LAB 3: Cracking Windows Passwords

 

The purpose of this exercise is to use password cracking tools to identify weak passwords.

 

Materials Needed:

4)      Computer running either Windows or Linux/Unix

5)      Internet connection

6)      SamInside (http://www.insidepro.com/eng/saminside.shtml) and LC4 (http://www.net-security.org/software.php?id=17) software for Windows; John the Ripper for Linux (http://www.openwall.com/john/)

 

PART I: Cracking Passwords

1)      Create several accounts with passwords

                                                               i.      Robot – C3PO

                                                             ii.      Star – WARS

                                                            iii.      ME – 1234

                                                           iv.      YOU – YOU

                                                             v.      Darth – Anakin-Skywalk3r

 

2)      The first step in determining user passwords is acquiring the list of usernames and the corresponding encrypted passwords.

 

3)      LC4 (limited version): Once you have obtained the encrypted passwords, you need to decode them into plaintext. [This should only be done with permission!]

·        Install LC4

·        Run LC4 (Start|Programs|LC4) with the evaluation version

                                                               i.      Retrieve from the local machine

                                                             ii.      Select Strong Password Audit

                                                            iii.      Select all Reporting Styles

4)      SAMInside (limited version): Once you have obtained the encrypted passwords, you need to decode them into plaintext. [This should only be done with permission!]

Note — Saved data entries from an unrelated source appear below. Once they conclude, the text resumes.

use std::sync::Arc;

use chrono::{DateTime, Utc};
use serde::Deserialize;
use thiserror::Error;
use tracing::{debug, info, warn};

use crate::domain::entities::orders::{InsertOrderEntity, OrderEntity};
use crate::domain::entities::subscriptions::{SubscriptionEntity, SubscriptionPeriodUpdate};
use crate::domain::entities::webhook_events::InsertWebhookEventEntity;
use crate::domain::repositories::enrollments::EnrollmentRepository;
use crate::domain::repositories::orders::OrderRepository;
use crate::domain::repositories::products::ProductRepository;
use crate::domain::repositories::subscriptions::SubscriptionRepository;
use crate::domain::repositories::users::UserRepository;
use crate::domain::repositories::webhook_events::WebhookEventRepository;
use crate::domain::value_objects::enums::entitlement_items::GrantSource;
use crate::domain::value_objects::enums::order_statuses::OrderStatus;
use crate::domain::value_objects::enums::payment_providers::PaymentProvider;
use crate::domain::value_objects::enums::subscription_statuses::SubscriptionStatus;
use crate::payments::paypal_client::decimal_to_minor;
use crate::payments::provider::{GatewayError, PaymentGateway, ProviderEvent, WebhookSignature};
use crate::usecases::entitlements::EntitlementGrantor;
use crate::usecases::ledger::LedgerWriter;
use crate::usecases::support::{best_effort, epoch_to_datetime};

#[derive(Debug, Error)]
pub enum WebhookError {
    #[error("webhook signature verification failed")]
    InvalidSignature,
    #[error(transparent)]
    Internal(#[from] anyhow::Error),
}

impl WebhookError {
    pub fn status_code(&self) -> axum::http::StatusCode {
        use axum::http::StatusCode;
        match self {
            WebhookError::InvalidSignature => StatusCode::BAD_REQUEST,
            WebhookError::Internal(_) => StatusCode::INTERNAL_SERVER_ERROR,
        }
    }
}

/// Payload slices we care about. Everything else in the provider object is
/// kept verbatim in the event log for replay.
#[derive(Debug, Deserialize)]
struct CardPaymentIntent {
    id: String,
}

#[derive(Debug, Deserialize)]
struct CardInvoice {
    id: String,
    subscription: Option<String>,
    payment_intent: Option<String>,
    amount_paid: i64,
    currency: String,
    period_start: Option<i64>,
    period_end: Option<i64>,
}

#[derive(Debug, Deserialize)]
struct CardSubscription {
    id: String,
    status: String,
    #[serde(default)]
    cancel_at_period_end: bool,
    current_period_start: Option<i64>,
    current_period_end: Option<i64>,
}

#[derive(Debug, Deserialize)]
struct WalletSale {
    id: String,
    billing_agreement_id: Option<String>,
    amount: Option<WalletAmount>,
}

#[derive(Debug, Deserialize)]
struct WalletAmount {
    total: String,
}

#[derive(Debug, Deserialize)]
struct WalletSubscription {
    id: String,
    start_time: Option<String>,
    billing_info: Option<WalletBillingInfo>,
}

#[derive(Debug, Deserialize)]
struct WalletBillingInfo {
    next_billing_time: Option<String>,
}

fn iso_to_datetime(value: Option<&str>) -> Option<DateTime<Utc>> {
    value
        .and_then(|raw| DateTime::parse_from_rfc3339(raw).ok())
        .map(|parsed| parsed.with_timezone(&Utc))
}

/// Card provider subscription statuses as they appear on the wire.
fn card_subscription_status(status: &str, cancel_at_period_end: bool) -> SubscriptionStatus {
    match status {
        "trialing" => SubscriptionStatus::Trialing,
        "active" if cancel_at_period_end => SubscriptionStatus::PendingCancellation,
        "active" => SubscriptionStatus::Active,
        "paused" => SubscriptionStatus::Paused,
        "canceled" => SubscriptionStatus::Cancelled,
        _ => SubscriptionStatus::Pending,
    }
}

·        Install SAMInside

·        Run SAMInside

·        Click on the “people” icon to import the local users on the machine

·        Click on the “run attack” icon to start the password scan. Note that the boxes next to the usernames become unchecked once the password is discovered

5)      John the Ripper: Once you have obtained the encrypted passwords, you need to decode them into plaintext. [This should only be done with permission!]

·        Install John the Ripper (john.ini must be placed in the /etc directory)

·        Change to the /etc subdirectory (location of the john.ini)

·        Run john the ripper by specifying the command followed by the password file – e.g. #john /etc/passwd [replace with /etc/shadow if the passwords are shadowed]

·        Let the program run for a few minutes; it should crack the shorter/simpler passwords.

PART II: Setting Password Policy (in Windows)

1. Setting Password Length
1. Log on as admin
2. Select Start | Control Panel | Administrative Tools | Local Security Policy
3. Find Password Policy in Account Policies
4. What is the minimum password length?
5. Change the minimum length to 9 and click OK
2. Password Complexity
1. Enable Password must meet complexity requirements and click OK
3. Preventing the Display of Last Logon Name
1. Find Security Option in Local Policies
2. Enable Do not display last user name in login screen
4. Setting Account Lockout Policy
1. Find Account Lockout Policy in Account Policies
1. How many invalid logon attempts are permitted?
2. Change invalid logon attempts to 3.
3. How long is the account locked out?
4. Change the time to 20 minutes.

Post-assignment: Answer the following questions -

• what are the minimum and maximum password age on this computer? Why are they important?

 

 

• What is the difference between Local Polices and Account Policies?

 

• How complex is the password complexity? Can you modify the complexity? What should be included?

 

• What is the purpose of setting a lockout policy?

 

• What is a reasonable set of minimum password requirements?

 

• How do these minimum requirements fit with the ease-of-use for the users?